Dieses Team TC Video ?

Sieht gut aus. Ich rate Hattsteiner Weiher oder Wilhelmsdorf.
Würde mich auch interessieren aber bitte nicht hier posten, sonst war`s das ganz schnell mit dem Trail !!!!!


----------



## MTB-News.de




----------



## GregPac (29. Oktober 2012)

Tippe eher mal weiter östlich Richtung ...bach.

Wäre aber bei einer Besichtigung dabei


----------



## Turbo-s (30. Oktober 2012)

Team-TC @ new Hometrail Usingen 

Das Video.

Ja und bei eine Ortsbegehung würde ich gaaanz sicher dabei sein!


----------



## Turbo-s (9. Januar 2013)

Und weiß einer mittlererweile wo das ist? 

Link zum video, das ist auch noch nicht soo alt aus April 2012.
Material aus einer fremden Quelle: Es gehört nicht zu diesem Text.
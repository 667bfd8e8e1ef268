//! Authorization gate.
//!
//! A bearer JWT on the request resolves to an [`Identity`]. Handlers receive
//! a [`Caller`] (possibly anonymous) or an [`Admin`] witness. Every gate
//! failure is `403 Forbidden`, with or without a session.

use std::sync::Arc;

use axum::{
    async_trait,
    extract::{FromRef, FromRequestParts, Request, State},
    http::request::Parts,
    middleware::Next,
    response::Response,
};
use chrono::{Duration, Utc};
use jsonwebtoken::{decode, encode, DecodingKey, EncodingKey, Header, Validation};
use serde::{Deserialize, Serialize};

use crate::domain::value_objects::Role;
use crate::error::{Result, ShopError};

#[derive(Clone, Debug, PartialEq, Eq)]
pub struct Identity {
    pub user_id: String,
    pub role: Role,
}

impl Identity {
    pub fn user(user_id: impl Into<String>) -> Self { Self { user_id: user_id.into(), role: Role::User } }
    pub fn admin(user_id: impl Into<String>) -> Self { Self { user_id: user_id.into(), role: Role::Admin } }
}

/// The resolved caller of a request.
#[derive(Clone, Debug, Default)]
pub struct Caller(Option<Identity>);

/// Proof that the caller passed the ADMIN gate. Only [`Caller::require_admin`]
/// constructs it.
#[derive(Clone, Debug)]
pub struct Admin(Identity);

impl Admin {
    pub fn id(&self) -> &str { &self.0.user_id }
}

impl Caller {
    pub fn anonymous() -> Self { Self(None) }

    pub fn authenticated(identity: Identity) -> Self { Self(Some(identity)) }

    pub fn identity(&self) -> Option<&Identity> { self.0.as_ref() }

    pub fn is_role(&self, role: Role) -> bool { self.0.as_ref().is_some_and(|i| i.role == role) }

    pub fn require_identity(&self) -> Result<&Identity> {
        self.0.as_ref().ok_or_else(|| ShopError::Forbidden("Sign-in required".into()))
    }

    pub fn require_role(&self, role: Role) -> Result<&Identity> {
        match &self.0 {
            Some(identity) if identity.role == role => Ok(identity),
            _ => Err(ShopError::Forbidden(format!("{role} role required"))),
        }
    }

    pub fn require_admin(&self) -> Result<Admin> {
        self.require_role(Role::Admin).cloned().map(Admin)
    }

    /// Passes when the caller owns the resource or holds `role`.
    pub fn require_self_or_role(&self, owner_id: &str, role: Role) -> Result<&Identity> {
        match &self.0 {
            Some(identity) if identity.user_id == owner_id || identity.role == role => Ok(identity),
            _ => Err(ShopError::Forbidden("Not allowed to access this resource".into())),
        }
    }
}

#[async_trait]
impl<S: Send + Sync> FromRequestParts<S> for Caller {
    type Rejection = std::convert::Infallible;

    async fn from_request_parts(parts: &mut Parts, _state: &S) -> std::result::Result<Self, Self::Rejection> {
        Ok(Self(parts.extensions.get::<Identity>().cloned()))
    }
}

#[async_trait]
impl<S: Send + Sync> FromRequestParts<S> for Admin {
    type Rejection = ShopError;

    async fn from_request_parts(parts: &mut Parts, _state: &S) -> std::result::Result<Self, Self::Rejection> {
        Caller(parts.extensions.get::<Identity>().cloned()).require_admin()
    }
}

/// Header carrying the payment callback secret.
pub const CALLBACK_SECRET_HEADER: &str = "x-callback-secret";

/// Shared secret between the payment bridge and this service.
#[derive(Clone)]
pub struct CallbackSecret(Arc<str>);

impl CallbackSecret {
    pub fn new(secret: &str) -> Self { Self(Arc::from(secret)) }

    pub fn verify(&self, presented: Option<&str>) -> Result<SignedCallback> {
        match presented {
            Some(p) if !p.is_empty() && constant_time_compare(&self.0, p) => Ok(SignedCallback(())),
            _ => Err(ShopError::Forbidden("Invalid payment callback signature".into())),
        }
    }
}

/// Proof that a settlement callback carried the shared secret. Only
/// [`CallbackSecret::verify`] constructs it.
#[derive(Debug)]
pub struct SignedCallback(());

#[async_trait]
impl<S> FromRequestParts<S> for SignedCallback
where
    S: Send + Sync,
    CallbackSecret: FromRef<S>,
{
    type Rejection = ShopError;

    async fn from_request_parts(parts: &mut Parts, state: &S) -> std::result::Result<Self, Self::Rejection> {
        let presented = parts.headers.get(CALLBACK_SECRET_HEADER).and_then(|v| v.to_str().ok());
        CallbackSecret::from_ref(state).verify(presented)
    }
}

fn constant_time_compare(a: &str, b: &str) -> bool {
    if a.len() != b.len() {
        return false;
    }
    a.bytes().zip(b.bytes()).fold(0u8, |acc, (x, y)| acc | (x ^ y)) == 0
}

#[derive(Debug, Serialize, Deserialize, Clone)]
pub struct Claims {
    pub sub: String,
    pub role: Role,
    pub exp: i64,
    pub iat: i64,
    pub iss: String,
}

/// HS256 token issuing and verification.
pub struct JwtService {
    encoding_key: EncodingKey,
    decoding_key: DecodingKey,
    issuer: String,
}

impl JwtService {
    pub fn new(secret: &str, issuer: impl Into<String>) -> Self {
        Self {
            encoding_key: EncodingKey::from_secret(secret.as_bytes()),
            decoding_key: DecodingKey::from_secret(secret.as_bytes()),
            issuer: issuer.into(),
        }
    }

    pub fn create_token(&self, identity: &Identity, ttl: Duration) -> jsonwebtoken::errors::Result<String> {
        let now = Utc::now();
        let claims = Claims {
            sub: identity.user_id.clone(),
            role: identity.role,
            exp: (now + ttl).timestamp(),
            iat: now.timestamp(),
            iss: self.issuer.clone(),
        };
        encode(&Header::default(), &claims, &self.encoding_key)
    }

    /// Returns `None` for malformed, expired or foreign tokens.
    pub fn verify(&self, token: &str) -> Option<Identity> {
        let mut validation = Validation::default();
        validation.set_issuer(&[&self.issuer]);
        decode::<Claims>(token, &self.decoding_key, &validation)
            .ok()
            .map(|data| Identity { user_id: data.claims.sub, role: data.claims.role })
    }
}

/// Resolves the bearer token, if any, and stores the [`Identity`] in the
/// request extensions. Requests without a valid token continue anonymously.
pub async fn authenticate(State(jwt): State<Arc<JwtService>>, mut request: Request, next: Next) -> Response {
    let identity = request
        .headers()
        .get(axum::http::header::AUTHORIZATION)
        .and_then(|v| v.to_str().ok())
        .map(|v| v.strip_prefix("Bearer ").unwrap_or(v))
        .and_then(|token| jwt.verify(token));

    match identity {
        Some(identity) => {
            tracing::debug!(user_id = %identity.user_id, role = %identity.role, "Authenticated request");
            request.extensions_mut().insert(identity);
        }
        None => tracing::debug!("Anonymous request"),
    }
    next.run(request).await
}
#[cfg(test)]
mod tests {
    use super::*;
    use crate::auth::{CallbackSecret, Identity};
    use crate::domain::aggregates::Product;
    use crate::store::MemoryStore;

    struct Fixture {
        store: Arc<MemoryStore>,
        orders: OrderLifecycle,
        admin: Admin,
        customer: Caller,
        products: Vec<Product>,
        signed: SignedCallback,
    }

    async fn fixture() -> Fixture {
        let store = Arc::new(MemoryStore::new());
        store.add_user("U1").await;
        store.add_user("U2").await;
        let mut products = vec![];
        for (name, price) in [("스마트폰", 990_000), ("케이스", 15_000)] {
            let p = Product::create(name, Money::won(price)).unwrap();
            store.insert_product(&p).await.unwrap();
            products.push(p);
        }
        Fixture {
            orders: OrderLifecycle::new(store.clone(), EventPublisher::disabled()),
            store,
            admin: Caller::authenticated(Identity::admin("A1")).require_admin().unwrap(),
            customer: Caller::authenticated(Identity::user("U1")),
            products,
            signed: CallbackSecret::new("cb-secret").verify(Some("cb-secret")).unwrap(),
        }
    }

    impl Fixture {
        async fn place_two_line_order(&self) -> Order {
            let lines = vec![
                CheckoutLine { product_id: self.products[0].id.clone(), quantity: 1 },
                CheckoutLine { product_id: self.products[1].id.clone(), quantity: 2 },
            ];
            self.orders.place_order(&self.customer, &lines, Some("서울시 테스트동 123".into())).await.unwrap().order
        }

        async fn confirm(&self, order: &Order) -> Result<Transition> {
            self.orders.mark_paid(&self.signed, &order.toss_order_id, order.total.amount()).await
        }
    }

    #[tokio::test]
    async fn test_place_order_prices_from_catalog() {
        let f = fixture().await;
        let order = f.place_two_line_order().await;
        assert_eq!(order.status, OrderStatus::Pending);
        assert_eq!(order.total, Money::won(1_020_000));
        assert_eq!(f.store.line_items(&order.id).await.unwrap().len(), 2);
    }

    #[tokio::test]
    async fn test_update_then_delete_scenario() {
        let f = fixture().await;
        let order = f.place_two_line_order().await;

        let paid = f.orders.update_status(&f.admin, &order.id, "PAID").await.unwrap();
        assert_eq!(paid.status, OrderStatus::Paid);

        let deleted = f.orders.delete_order(&f.admin, &order.id).await.unwrap();
        assert_eq!(deleted.deleted_line_items, 2);
        assert!(f.store.line_items(&order.id).await.unwrap().is_empty());
        assert!(f.store.find_order(&order.id).await.unwrap().is_none());

        let err = f.orders.update_status(&f.admin, &order.id, "SHIPPED").await.unwrap_err();
        assert!(matches!(err, ShopError::NotFound(_)));
    }

    #[tokio::test]
    async fn test_missing_orders_are_not_found() {
        let f = fixture().await;
        assert!(matches!(f.orders.update_status(&f.admin, "missing", "PAID").await, Err(ShopError::NotFound(_))));
        assert!(matches!(f.orders.delete_order(&f.admin, "missing").await, Err(ShopError::NotFound(_))));
        assert!(matches!(f.orders.mark_failed_payment("missing").await, Err(ShopError::NotFound(_))));
    }

    #[tokio::test]
    async fn test_invalid_status_leaves_order_unchanged() {
        let f = fixture().await;
        let order = f.place_two_line_order().await;
        for bad in ["CANCELED", "paid", "REFUNDED", ""] {
            let err = f.orders.update_status(&f.admin, &order.id, bad).await.unwrap_err();
            assert!(matches!(err, ShopError::InvalidInput(_)), "{bad}");
        }
        assert_eq!(f.store.find_order(&order.id).await.unwrap().unwrap().status, OrderStatus::Pending);
    }

    #[tokio::test]
    async fn test_failed_payment_is_idempotent() {
        let f = fixture().await;
        let order = f.place_two_line_order().await;

        let first = f.orders.mark_failed_payment(&order.id).await.unwrap();
        assert!(first.is_applied());
        assert_eq!(first.order().status, OrderStatus::Canceled);

        let second = f.orders.mark_failed_payment(&order.id).await.unwrap();
        assert!(!second.is_applied());
        assert_eq!(second.order().status, OrderStatus::Canceled);
    }

    #[tokio::test]
    async fn test_failure_never_overwrites_payment() {
        let f = fixture().await;
        let order = f.place_two_line_order().await;

        assert!(f.confirm(&order).await.unwrap().is_applied());
        let late = f.orders.mark_failed_payment(&order.id).await.unwrap();
        assert_eq!(late, Transition::Unchanged(f.store.find_order(&order.id).await.unwrap().unwrap()));
        assert_eq!(late.order().status, OrderStatus::Paid);
    }

    #[tokio::test]
    async fn test_concurrent_callbacks_settle_once() {
        let f = fixture().await;
        let order = f.place_two_line_order().await;

        let (paid, failed) = tokio::join!(f.confirm(&order), f.orders.mark_failed_payment(&order.id));
        let (paid, failed) = (paid.unwrap(), failed.unwrap());
        assert_ne!(paid.is_applied(), failed.is_applied());

        let stored = f.store.find_order(&order.id).await.unwrap().unwrap().status;
        let expected = if paid.is_applied() { OrderStatus::Paid } else { OrderStatus::Canceled };
        assert_eq!(stored, expected);
    }

    #[tokio::test]
    async fn test_paid_requires_matching_amount() {
        let f = fixture().await;
        let order = f.place_two_line_order().await;

        let err = f.orders.mark_paid(&f.signed, &order.toss_order_id, 1_000).await.unwrap_err();
        assert!(matches!(err, ShopError::InvalidInput(_)));
        assert_eq!(f.store.find_order(&order.id).await.unwrap().unwrap().status, OrderStatus::Pending);

        let paid = f.orders.mark_paid(&f.signed, &order.toss_order_id, 1_020_000).await.unwrap();
        assert!(paid.is_applied());
        assert_eq!(paid.order().status, OrderStatus::Paid);
    }

    #[tokio::test]
    async fn test_paid_resolves_by_payment_reference() {
        let f = fixture().await;
        let order = f.place_two_line_order().await;

        let by_id = f.orders.mark_paid(&f.signed, &order.id, order.total.amount()).await;
        assert!(matches!(by_id, Err(ShopError::NotFound(_))));
        assert!(matches!(f.orders.mark_paid(&f.signed, "", 0).await, Err(ShopError::InvalidInput(_))));

        assert!(f.confirm(&order).await.unwrap().is_applied());
        assert!(!f.confirm(&order).await.unwrap().is_applied());
    }

    #[tokio::test]
    async fn test_empty_order_id_is_invalid() {
        let f = fixture().await;
        assert!(matches!(f.orders.mark_failed_payment(" ").await, Err(ShopError::InvalidInput(_))));
    }

    #[tokio::test]
    async fn test_customer_cancel_rules() {
        let f = fixture().await;
        let order = f.place_two_line_order().await;

        let stranger = Caller::authenticated(Identity::user("U2"));
        assert!(matches!(f.orders.cancel_order(&stranger, &order.id).await, Err(ShopError::Forbidden(_))));

        let cancelled = f.orders.cancel_order(&f.customer, &order.id).await.unwrap();
        assert_eq!(cancelled.status, OrderStatus::Cancelled);

        let err = f.orders.cancel_order(&f.customer, &order.id).await.unwrap_err();
        assert!(matches!(err, ShopError::InvalidInput(m) if m.contains("CANCELLED")));
    }

    #[tokio::test]
    async fn test_unknown_product_creates_nothing() {
        let f = fixture().await;
        let lines = vec![
            CheckoutLine { product_id: f.products[0].id.clone(), quantity: 1 },
            CheckoutLine { product_id: "ghost".into(), quantity: 1 },
        ];
        let err = f.orders.place_order(&f.customer, &lines, None).await.unwrap_err();
        assert!(matches!(err, ShopError::InvalidInput(_)));

        let page = f.orders.list_orders(&f.customer, false, Page::default()).await.unwrap();
        assert_eq!(page.total, 0);
    }

    #[tokio::test]
    async fn test_checkout_requires_known_user_and_items() {
        let f = fixture().await;
        let ghost = Caller::authenticated(Identity::user("nobody"));
        let lines = vec![CheckoutLine { product_id: f.products[0].id.clone(), quantity: 1 }];
        assert!(matches!(f.orders.place_order(&ghost, &lines, None).await, Err(ShopError::InvalidInput(_))));
        assert!(matches!(f.orders.place_order(&f.customer, &[], None).await, Err(ShopError::InvalidInput(_))));
        assert!(matches!(f.orders.place_order(&Caller::anonymous(), &lines, None).await, Err(ShopError::Forbidden(_))));
    }

    #[tokio::test]
    async fn test_listing_scopes() {
        let f = fixture().await;
        f.place_two_line_order().await;
        let other = Caller::authenticated(Identity::user("U2"));
        let lines = vec![CheckoutLine { product_id: f.products[1].id.clone(), quantity: 1 }];
        f.orders.place_order(&other, &lines, None).await.unwrap();

        let own = f.orders.list_orders(&f.customer, false, Page::default()).await.unwrap();
        assert_eq!(own.total, 1);
        assert!(own.orders.iter().all(|o| o.user_id == "U1"));

        assert!(matches!(f.orders.list_orders(&f.customer, true, Page::default()).await, Err(ShopError::Forbidden(_))));
        let admin = Caller::authenticated(Identity::admin("A1"));
        assert_eq!(f.orders.list_orders(&admin, true, Page::default()).await.unwrap().total, 2);
    }

    #[tokio::test]
    async fn test_get_order_is_owner_or_admin() {
        let f = fixture().await;
        let order = f.place_two_line_order().await;

        let detail = f.orders.get_order(&f.customer, &order.id).await.unwrap();
        assert_eq!(detail.line_items.len(), 2);
        let stranger = Caller::authenticated(Identity::user("U2"));
        assert!(matches!(f.orders.get_order(&stranger, &order.id).await, Err(ShopError::Forbidden(_))));
    }
}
[nomedia="http://www.youtube.com/watch?v=qLHEVj7Bv8g"]Team-TC @ new Hometrail Usingen - YouTube[/nomedia]


----------



## cleiende (9. Januar 2013)

The Brian schrieb:


> Würde mich auch interessieren aber bitte nicht hier posten, sonst war`s das ganz schnell mit dem Trail !!!!!



Ist doch eigentlich recht leicht zu verstehen?
Wenn ich mir das Video ansehe....wenn hier einer reinschreibt wo das ist kann er auch gleich beim Amt anrufen und den Abriß der Bauwerke erbitten.
Und nein, ich weiß es nicht.


----------



## Turbo-s (11. Januar 2013)

Der ursprüngliche Post and dieser Stelle wurde als hinderlich eingestuft da er einen Hinweis auf die Loaktion eines Trails gibt.


----------